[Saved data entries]
Segment Open
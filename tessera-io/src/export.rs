//! Writing workspaces as `.t3d` scene archives

use crate::animation::{animations_payload, ui_payload};
use crate::archive::write_archive;
use crate::document::{
    ApplicationDoc, CameraDoc, EdgeDoc, FaceDoc, LightDoc, MaterialDoc, MeshDoc, MetadataDoc,
    ObjectDoc, SceneDocument, TransformDoc, Vec2Doc, Vec3Doc, VertexDoc, ViewportCameraDoc,
    ViewportDoc,
};
use crate::error::ExportError;
use crate::import::ImportOptions;
use log::debug;
use std::collections::HashMap;
use tessera_core::{
    AnimationState, Camera, ImportedWorkspaceData, Light, Material, Mesh, SceneObject, Transform,
    Vector2d, Vector3d, Viewport,
};

fn vec3_doc(v: &Vector3d) -> Vec3Doc {
    Vec3Doc {
        x: v.x,
        y: v.y,
        z: v.z,
    }
}

fn vec2_doc(v: &Vector2d) -> Vec2Doc {
    Vec2Doc { x: v.x, y: v.y }
}

fn transform_doc(t: &Transform) -> TransformDoc {
    TransformDoc {
        position: vec3_doc(&t.position),
        rotation: vec3_doc(&t.rotation),
        scale: vec3_doc(&t.scale),
    }
}

fn mesh_doc(mesh: &Mesh) -> MeshDoc {
    MeshDoc {
        id: mesh.id.clone(),
        name: mesh.name.clone(),
        vertices: mesh
            .vertices
            .iter()
            .map(|v| VertexDoc {
                id: v.id.clone(),
                position: vec3_doc(&v.position),
                normal: vec3_doc(&v.normal),
                uv: vec2_doc(&v.uv),
                selected: v.selected,
            })
            .collect(),
        edges: mesh
            .edges
            .iter()
            .map(|e| EdgeDoc {
                id: e.id.clone(),
                vertex_ids: e.vertex_ids.clone(),
                face_ids: e.face_ids.clone(),
                selected: e.selected,
            })
            .collect(),
        faces: mesh
            .faces
            .iter()
            .map(|f| FaceDoc {
                id: f.id.clone(),
                vertex_ids: f.vertex_ids.clone(),
                normal: vec3_doc(&f.normal),
                material_id: f.material_id.clone(),
                selected: f.selected,
            })
            .collect(),
        transform: transform_doc(&mesh.transform),
        visible: mesh.visible,
        locked: mesh.locked,
    }
}

fn material_doc(material: &Material) -> MaterialDoc {
    MaterialDoc {
        id: material.id.clone(),
        name: material.name.clone(),
        color: vec3_doc(&material.color),
        roughness: material.roughness,
        metalness: material.metalness,
        emissive: vec3_doc(&material.emissive),
        emissive_intensity: Some(material.emissive_intensity),
    }
}

fn object_doc(object: &SceneObject) -> ObjectDoc {
    ObjectDoc {
        id: object.id.clone(),
        name: object.name.clone(),
        object_type: object.object_type,
        parent_id: object.parent_id.clone(),
        children: object.children_ids.clone(),
        transform: transform_doc(&object.transform),
        visible: object.visible,
        locked: object.locked,
        render: Some(object.render),
        mesh_id: object.mesh_id.clone(),
        light_id: object.light_id.clone(),
        camera_id: object.camera_id.clone(),
    }
}

fn viewport_doc(viewport: &Viewport) -> ViewportDoc {
    let camera = &viewport.camera;
    ViewportDoc {
        camera: ViewportCameraDoc {
            position: vec3_doc(&camera.position),
            target: vec3_doc(&camera.target),
            up: vec3_doc(&camera.up),
            fov: camera.fov,
            near: camera.near,
            far: camera.far,
        },
        shading_mode: viewport.shading_mode,
        show_grid: viewport.show_grid,
        show_axes: viewport.show_axes,
        grid_size: viewport.grid_size,
        background_color: vec3_doc(&viewport.background_color),
        active_camera_object_id: viewport.active_camera_object_id.clone(),
    }
}

fn light_doc(light: &Light) -> LightDoc {
    LightDoc {
        id: light.id.clone(),
        name: light.name.clone(),
        light_type: light.light_type,
        color: vec3_doc(&light.color),
        intensity: light.intensity,
        distance: light.distance,
        decay: light.decay,
        angle: light.angle,
        penumbra: light.penumbra,
        cast_shadow: Some(light.cast_shadow),
    }
}

fn camera_doc(camera: &Camera) -> CameraDoc {
    CameraDoc {
        id: camera.id.clone(),
        name: camera.name.clone(),
        camera_type: camera.camera_type,
        fov: camera.fov,
        zoom: Some(camera.zoom),
        near: camera.near,
        far: camera.far,
        ortho_height: camera.ortho_height,
    }
}

/// Map values sorted by id so exports are byte-for-byte reproducible
fn sorted_by_id<T, D>(map: &HashMap<String, T>, to_doc: impl Fn(&T) -> D) -> Vec<D> {
    let mut ids: Vec<&String> = map.keys().collect();
    ids.sort();
    ids.into_iter().map(|id| to_doc(&map[id])).collect()
}

/// Build the scene document for a workspace
///
/// The document is stamped with the current format version and the
/// application identity from `options`; timestamps, author and description
/// come from the workspace metadata.
pub fn scene_document(
    workspace: &ImportedWorkspaceData,
    animation: Option<&AnimationState>,
    options: &ImportOptions,
) -> Result<SceneDocument, ExportError> {
    let metadata = MetadataDoc {
        version: options.current_version,
        created: workspace.metadata.created.clone(),
        modified: workspace.metadata.modified.clone(),
        author: workspace.metadata.author.clone(),
        description: workspace.metadata.description.clone(),
        application: Some(ApplicationDoc {
            name: options.application.name.clone(),
            version: options.application.version.clone(),
        }),
    };

    let (animations, ui) = match animation {
        Some(state) => (
            Some(serde_json::to_value(animations_payload(state))?),
            Some(serde_json::to_value(ui_payload(state))?),
        ),
        None => (None, None),
    };

    Ok(SceneDocument {
        metadata,
        meshes: workspace.meshes.iter().map(mesh_doc).collect(),
        materials: workspace.materials.iter().map(material_doc).collect(),
        objects: workspace.objects.iter().map(object_doc).collect(),
        root_objects: workspace.root_objects.clone(),
        viewport: viewport_doc(&workspace.viewport),
        selected_object_id: workspace.selected_object_id.clone(),
        lights: workspace.lights.as_ref().map(|l| sorted_by_id(l, light_doc)),
        cameras: workspace.cameras.as_ref().map(|c| sorted_by_id(c, camera_doc)),
        animations,
        ui,
    })
}

/// Write a workspace as `.t3d` archive bytes with default options
pub fn export_scene(
    workspace: &ImportedWorkspaceData,
    animation: Option<&AnimationState>,
) -> Result<Vec<u8>, ExportError> {
    export_scene_with(workspace, animation, &ImportOptions::default())
}

/// Write a workspace as `.t3d` archive bytes
pub fn export_scene_with(
    workspace: &ImportedWorkspaceData,
    animation: Option<&AnimationState>,
    options: &ImportOptions,
) -> Result<Vec<u8>, ExportError> {
    let document = scene_document(workspace, animation, options)?;
    let json = serde_json::to_vec_pretty(&document)?;
    debug!("encoded scene document ({} bytes)", json.len());

    write_archive([(options.entry_name.as_str(), json.as_slice())])
}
Segment Closed
■ Work instruction
Return a copy of each line in the entries that carries the string "VertexDoc".

■ Exercise answer
    ObjectDoc, SceneDocument, TransformDoc, Vec2Doc, Vec3Doc, VertexDoc, ViewportCameraDoc,
            .map(|v| VertexDoc {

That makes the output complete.